DATASET EXTRACT Block Start
//! Error types for notifications.

use thiserror::Error;

/// Errors that can occur while dispatching a notification.
#[derive(Debug, Error)]
pub enum NotifyError {
    /// Store error.
    #[error("store error: {0}")]
    Store(#[from] almanac_store::StoreError),

    /// Mail transport failure.
    #[error("delivery failed: {0}")]
    Delivery(String),
}
//! Scheduler types.

use chrono::{DateTime, Utc};

/// Deterministic job key for an event's reminder.
pub fn job_key(event_id: i64) -> String {
    format!("event_{event_id}")
}

/// A scheduled one-shot job.
#[derive(Debug, Clone)]
pub struct ScheduledJob {
    /// Unique job id (for reminders: `event_<id>`).
    pub job_id: String,
    /// Callback payload: the event this reminder belongs to.
    pub event_id: i64,
    /// When the job should fire.
    pub fire_at: DateTime<Utc>,
    /// Current status of the job.
    pub status: JobStatus,
}

/// Current status of a job in the in-memory pending set.
#[derive(Debug, Clone, Copy, Default, PartialEq, Eq)]
pub enum JobStatus {
    /// Job is waiting to fire.
    #[default]
    Pending,
    /// Job is currently executing.
    Running,
}

impl ScheduledJob {
    pub fn new(job_id: String, event_id: i64, fire_at: DateTime<Utc>) -> Self {
        Self {
            job_id,
            event_id,
            fire_at,
            status: JobStatus::Pending,
        }
    }

    /// Check if this job is due to fire at `now`.
    pub fn is_due(&self, now: DateTime<Utc>) -> bool {
        self.status == JobStatus::Pending && self.fire_at <= now
    }
}

#[cfg(test)]
mod tests {
    use super::*;
    use chrono::Duration;
    use proptest::prelude::*;

    #[test]
    fn test_job_key_is_deterministic() {
        assert_eq!(job_key(42), "event_42");
        assert_eq!(job_key(42), job_key(42));
    }

    #[test]
    fn test_job_due_at_and_after_fire_time() {
        let now = Utc::now();
        let job = ScheduledJob::new("event_1".to_string(), 1, now);

        assert!(job.is_due(now));
        assert!(job.is_due(now + Duration::hours(1)));
        assert!(!job.is_due(now - Duration::seconds(1)));
    }

    #[test]
    fn test_running_job_not_due() {
        let now = Utc::now();
        let mut job = ScheduledJob::new("event_1".to_string(), 1, now - Duration::hours(1));
        job.status = JobStatus::Running;
        assert!(!job.is_due(now));
    }

    proptest! {
        // Dueness is exactly "fire time has passed" for pending jobs
        #[test]
        fn dueness_matches_fire_time_ordering(offset_secs in -86_400i64..86_400) {
            let now = Utc::now();
            let job = ScheduledJob::new(
                "event_1".to_string(),
                1,
                now + Duration::seconds(offset_secs),
            );

            prop_assert_eq!(job.is_due(now), offset_secs <= 0);
        }
    }
}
DATASET EXTRACT Block End
> **PROMPT**
Search the entries above for the word "enum" and copy each line where it appears.

> **SOLUTION**
pub enum NotifyError {
pub enum JobStatus {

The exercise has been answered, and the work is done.